WHAT IS BEING ASKED:
Using the listing below, report all lines holding the word "crates".

EXTRACTED MATERIAL Block Start

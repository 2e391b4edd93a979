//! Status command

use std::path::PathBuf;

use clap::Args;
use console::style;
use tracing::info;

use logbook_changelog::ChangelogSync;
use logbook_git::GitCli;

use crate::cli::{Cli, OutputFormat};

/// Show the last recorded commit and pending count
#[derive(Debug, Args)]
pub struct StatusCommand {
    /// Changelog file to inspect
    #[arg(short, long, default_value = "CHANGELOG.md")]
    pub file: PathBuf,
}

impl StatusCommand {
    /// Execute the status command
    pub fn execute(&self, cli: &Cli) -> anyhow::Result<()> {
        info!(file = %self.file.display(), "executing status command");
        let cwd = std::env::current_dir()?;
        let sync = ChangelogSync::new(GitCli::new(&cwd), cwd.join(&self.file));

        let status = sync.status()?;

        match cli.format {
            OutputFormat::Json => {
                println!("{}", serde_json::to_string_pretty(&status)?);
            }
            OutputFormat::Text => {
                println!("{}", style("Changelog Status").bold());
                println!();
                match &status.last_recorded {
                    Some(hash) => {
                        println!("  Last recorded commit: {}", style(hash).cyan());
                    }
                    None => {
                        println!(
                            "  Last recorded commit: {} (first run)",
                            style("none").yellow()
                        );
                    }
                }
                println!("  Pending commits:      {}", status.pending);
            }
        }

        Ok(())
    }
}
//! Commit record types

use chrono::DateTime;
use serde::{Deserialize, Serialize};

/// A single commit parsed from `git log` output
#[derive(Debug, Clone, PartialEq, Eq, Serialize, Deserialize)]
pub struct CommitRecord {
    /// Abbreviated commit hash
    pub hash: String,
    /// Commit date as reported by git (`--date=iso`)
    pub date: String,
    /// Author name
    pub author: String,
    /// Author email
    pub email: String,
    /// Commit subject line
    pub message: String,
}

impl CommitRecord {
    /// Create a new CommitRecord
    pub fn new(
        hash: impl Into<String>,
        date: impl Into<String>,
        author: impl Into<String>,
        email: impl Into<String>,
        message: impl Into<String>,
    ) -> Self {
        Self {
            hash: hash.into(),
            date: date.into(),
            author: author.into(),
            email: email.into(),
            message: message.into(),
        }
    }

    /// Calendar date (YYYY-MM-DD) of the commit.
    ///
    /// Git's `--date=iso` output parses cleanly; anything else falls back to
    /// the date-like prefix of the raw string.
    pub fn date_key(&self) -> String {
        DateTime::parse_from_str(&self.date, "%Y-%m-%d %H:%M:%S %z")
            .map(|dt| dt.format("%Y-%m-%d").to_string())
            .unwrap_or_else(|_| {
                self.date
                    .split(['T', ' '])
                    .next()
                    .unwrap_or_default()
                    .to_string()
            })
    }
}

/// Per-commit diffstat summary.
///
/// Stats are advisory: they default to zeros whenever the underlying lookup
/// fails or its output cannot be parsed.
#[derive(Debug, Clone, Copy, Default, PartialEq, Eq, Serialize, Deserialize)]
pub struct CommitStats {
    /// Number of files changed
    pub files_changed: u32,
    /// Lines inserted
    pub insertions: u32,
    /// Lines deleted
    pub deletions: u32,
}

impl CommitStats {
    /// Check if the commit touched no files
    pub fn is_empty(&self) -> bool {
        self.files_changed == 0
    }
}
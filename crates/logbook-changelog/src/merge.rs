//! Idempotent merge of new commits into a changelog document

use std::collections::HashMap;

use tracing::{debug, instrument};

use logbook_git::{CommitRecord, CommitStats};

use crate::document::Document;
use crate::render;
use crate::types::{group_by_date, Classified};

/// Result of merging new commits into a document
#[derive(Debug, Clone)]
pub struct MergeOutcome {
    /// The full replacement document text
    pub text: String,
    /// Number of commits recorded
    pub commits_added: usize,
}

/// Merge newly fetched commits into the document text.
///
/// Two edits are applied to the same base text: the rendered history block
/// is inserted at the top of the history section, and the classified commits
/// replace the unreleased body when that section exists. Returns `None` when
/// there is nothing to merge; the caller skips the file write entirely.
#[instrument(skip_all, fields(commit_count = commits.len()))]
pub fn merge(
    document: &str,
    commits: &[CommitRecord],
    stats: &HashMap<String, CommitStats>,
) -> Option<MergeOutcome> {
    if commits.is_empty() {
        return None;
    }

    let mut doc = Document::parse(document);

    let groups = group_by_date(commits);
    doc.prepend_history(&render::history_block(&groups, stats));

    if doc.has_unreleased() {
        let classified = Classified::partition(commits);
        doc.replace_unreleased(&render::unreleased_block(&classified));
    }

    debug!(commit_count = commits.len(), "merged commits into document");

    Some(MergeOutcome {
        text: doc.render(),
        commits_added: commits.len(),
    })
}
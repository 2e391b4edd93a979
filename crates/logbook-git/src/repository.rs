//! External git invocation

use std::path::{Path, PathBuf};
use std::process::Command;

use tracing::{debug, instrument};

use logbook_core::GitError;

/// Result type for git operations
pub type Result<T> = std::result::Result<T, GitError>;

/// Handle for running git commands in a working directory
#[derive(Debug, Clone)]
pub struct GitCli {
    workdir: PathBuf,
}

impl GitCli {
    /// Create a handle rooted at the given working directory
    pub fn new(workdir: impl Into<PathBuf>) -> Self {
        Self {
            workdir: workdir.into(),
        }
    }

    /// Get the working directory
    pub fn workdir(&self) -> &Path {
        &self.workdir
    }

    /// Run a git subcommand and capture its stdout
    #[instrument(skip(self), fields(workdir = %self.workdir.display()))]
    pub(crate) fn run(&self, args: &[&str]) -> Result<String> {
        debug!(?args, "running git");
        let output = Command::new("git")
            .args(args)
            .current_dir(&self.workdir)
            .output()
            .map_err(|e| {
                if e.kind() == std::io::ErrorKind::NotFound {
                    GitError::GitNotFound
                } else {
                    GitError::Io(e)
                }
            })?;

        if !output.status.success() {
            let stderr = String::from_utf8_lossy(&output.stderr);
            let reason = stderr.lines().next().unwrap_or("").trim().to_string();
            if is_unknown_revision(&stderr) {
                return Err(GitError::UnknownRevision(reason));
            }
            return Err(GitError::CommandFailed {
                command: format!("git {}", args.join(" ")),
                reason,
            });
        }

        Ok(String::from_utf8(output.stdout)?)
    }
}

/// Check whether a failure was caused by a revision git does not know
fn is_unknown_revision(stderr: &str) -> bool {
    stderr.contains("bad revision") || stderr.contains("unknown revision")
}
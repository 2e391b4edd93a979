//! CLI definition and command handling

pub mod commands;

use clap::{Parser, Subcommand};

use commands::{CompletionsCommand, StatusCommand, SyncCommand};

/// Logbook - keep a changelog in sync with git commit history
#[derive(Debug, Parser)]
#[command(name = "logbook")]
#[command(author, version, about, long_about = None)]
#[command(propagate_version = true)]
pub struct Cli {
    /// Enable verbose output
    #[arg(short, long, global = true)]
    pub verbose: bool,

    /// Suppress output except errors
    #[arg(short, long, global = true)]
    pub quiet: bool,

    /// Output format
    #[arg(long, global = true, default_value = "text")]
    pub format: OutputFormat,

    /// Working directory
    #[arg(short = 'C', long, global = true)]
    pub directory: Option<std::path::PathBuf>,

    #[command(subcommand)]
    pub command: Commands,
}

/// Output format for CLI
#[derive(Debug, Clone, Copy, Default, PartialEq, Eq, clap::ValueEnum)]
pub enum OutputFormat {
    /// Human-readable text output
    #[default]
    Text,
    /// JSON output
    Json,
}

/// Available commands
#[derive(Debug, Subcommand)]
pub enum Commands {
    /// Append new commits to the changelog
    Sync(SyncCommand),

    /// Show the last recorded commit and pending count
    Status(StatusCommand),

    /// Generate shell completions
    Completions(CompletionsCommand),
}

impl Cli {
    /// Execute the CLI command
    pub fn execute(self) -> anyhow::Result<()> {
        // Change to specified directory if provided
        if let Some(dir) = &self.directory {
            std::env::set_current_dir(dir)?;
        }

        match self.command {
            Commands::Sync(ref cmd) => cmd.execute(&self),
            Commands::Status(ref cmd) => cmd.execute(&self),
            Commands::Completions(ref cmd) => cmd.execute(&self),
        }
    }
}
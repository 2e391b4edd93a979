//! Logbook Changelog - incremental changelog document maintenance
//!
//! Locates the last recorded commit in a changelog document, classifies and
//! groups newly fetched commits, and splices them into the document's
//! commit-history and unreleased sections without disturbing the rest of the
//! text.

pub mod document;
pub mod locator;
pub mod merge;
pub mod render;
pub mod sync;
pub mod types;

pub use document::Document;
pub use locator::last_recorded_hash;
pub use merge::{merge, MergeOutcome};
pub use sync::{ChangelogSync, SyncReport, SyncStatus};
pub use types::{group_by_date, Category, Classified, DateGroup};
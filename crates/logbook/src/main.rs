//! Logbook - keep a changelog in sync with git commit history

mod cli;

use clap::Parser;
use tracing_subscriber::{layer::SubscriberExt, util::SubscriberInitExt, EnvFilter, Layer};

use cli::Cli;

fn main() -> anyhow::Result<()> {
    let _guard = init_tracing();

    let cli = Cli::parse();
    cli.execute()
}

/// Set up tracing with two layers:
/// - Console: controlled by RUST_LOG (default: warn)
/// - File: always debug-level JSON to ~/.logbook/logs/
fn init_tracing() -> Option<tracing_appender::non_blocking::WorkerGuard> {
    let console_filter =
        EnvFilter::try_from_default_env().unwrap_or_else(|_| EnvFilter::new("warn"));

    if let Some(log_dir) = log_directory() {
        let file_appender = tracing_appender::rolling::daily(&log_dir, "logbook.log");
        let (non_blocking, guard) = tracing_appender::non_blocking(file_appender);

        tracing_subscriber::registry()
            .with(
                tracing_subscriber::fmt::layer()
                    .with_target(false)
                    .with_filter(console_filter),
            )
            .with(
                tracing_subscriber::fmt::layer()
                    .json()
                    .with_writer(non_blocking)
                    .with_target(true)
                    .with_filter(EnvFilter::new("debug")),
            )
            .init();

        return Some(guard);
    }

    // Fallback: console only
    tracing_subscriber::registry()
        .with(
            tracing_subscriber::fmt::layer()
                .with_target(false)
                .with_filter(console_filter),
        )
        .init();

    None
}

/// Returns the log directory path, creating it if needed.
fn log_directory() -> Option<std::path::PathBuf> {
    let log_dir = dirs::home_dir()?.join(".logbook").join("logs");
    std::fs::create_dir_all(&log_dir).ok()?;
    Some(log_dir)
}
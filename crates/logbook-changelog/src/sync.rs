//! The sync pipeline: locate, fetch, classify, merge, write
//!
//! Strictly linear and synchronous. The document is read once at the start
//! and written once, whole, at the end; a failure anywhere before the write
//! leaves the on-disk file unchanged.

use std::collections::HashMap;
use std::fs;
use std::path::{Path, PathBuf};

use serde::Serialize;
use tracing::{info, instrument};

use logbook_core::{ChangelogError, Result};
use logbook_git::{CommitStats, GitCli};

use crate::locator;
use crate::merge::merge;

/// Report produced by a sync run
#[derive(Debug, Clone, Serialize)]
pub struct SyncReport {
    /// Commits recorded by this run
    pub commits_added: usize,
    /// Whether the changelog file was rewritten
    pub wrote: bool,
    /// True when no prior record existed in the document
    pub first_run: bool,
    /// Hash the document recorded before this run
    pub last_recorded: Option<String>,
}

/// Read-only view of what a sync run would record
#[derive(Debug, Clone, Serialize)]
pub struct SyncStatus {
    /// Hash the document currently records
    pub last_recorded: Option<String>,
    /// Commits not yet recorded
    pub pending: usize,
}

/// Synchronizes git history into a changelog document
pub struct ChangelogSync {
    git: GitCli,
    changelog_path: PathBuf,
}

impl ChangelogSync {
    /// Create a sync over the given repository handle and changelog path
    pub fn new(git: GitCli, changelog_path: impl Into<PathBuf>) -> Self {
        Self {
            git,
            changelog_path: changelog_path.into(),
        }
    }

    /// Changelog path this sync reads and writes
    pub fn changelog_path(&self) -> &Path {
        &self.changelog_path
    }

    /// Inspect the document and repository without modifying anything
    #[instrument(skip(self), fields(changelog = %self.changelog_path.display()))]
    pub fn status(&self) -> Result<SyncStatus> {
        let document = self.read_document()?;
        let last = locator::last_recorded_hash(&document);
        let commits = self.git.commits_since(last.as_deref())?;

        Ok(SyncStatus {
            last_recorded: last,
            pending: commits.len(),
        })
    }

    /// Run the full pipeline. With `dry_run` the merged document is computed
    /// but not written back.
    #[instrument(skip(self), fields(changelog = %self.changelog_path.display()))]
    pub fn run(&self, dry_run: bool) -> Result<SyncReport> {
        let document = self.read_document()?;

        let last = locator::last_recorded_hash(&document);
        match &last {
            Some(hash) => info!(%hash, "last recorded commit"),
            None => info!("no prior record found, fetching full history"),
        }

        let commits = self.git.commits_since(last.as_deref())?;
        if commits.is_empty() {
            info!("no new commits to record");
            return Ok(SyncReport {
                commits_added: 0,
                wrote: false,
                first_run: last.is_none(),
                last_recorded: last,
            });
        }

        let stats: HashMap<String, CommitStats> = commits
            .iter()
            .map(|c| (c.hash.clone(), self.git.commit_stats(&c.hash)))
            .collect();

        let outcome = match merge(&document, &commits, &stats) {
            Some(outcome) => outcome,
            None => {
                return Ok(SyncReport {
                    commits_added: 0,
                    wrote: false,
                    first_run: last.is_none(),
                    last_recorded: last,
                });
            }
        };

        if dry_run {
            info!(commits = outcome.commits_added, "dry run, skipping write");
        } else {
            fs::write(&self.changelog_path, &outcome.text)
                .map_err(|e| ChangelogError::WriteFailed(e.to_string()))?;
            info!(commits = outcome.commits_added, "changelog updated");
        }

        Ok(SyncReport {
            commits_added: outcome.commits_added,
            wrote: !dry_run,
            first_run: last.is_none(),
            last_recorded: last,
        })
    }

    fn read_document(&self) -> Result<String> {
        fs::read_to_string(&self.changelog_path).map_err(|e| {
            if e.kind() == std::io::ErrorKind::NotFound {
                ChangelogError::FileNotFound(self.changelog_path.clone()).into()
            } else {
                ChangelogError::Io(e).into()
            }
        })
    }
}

EXTRACTED MATERIAL Block End

TASK RESULT:
filename crates/logbook-changelog/src/merge.rs
filename crates/logbook-git/src/repository.rs
filename crates/logbook/src/main.rs
filename crates/logbook-changelog/src/sync.rs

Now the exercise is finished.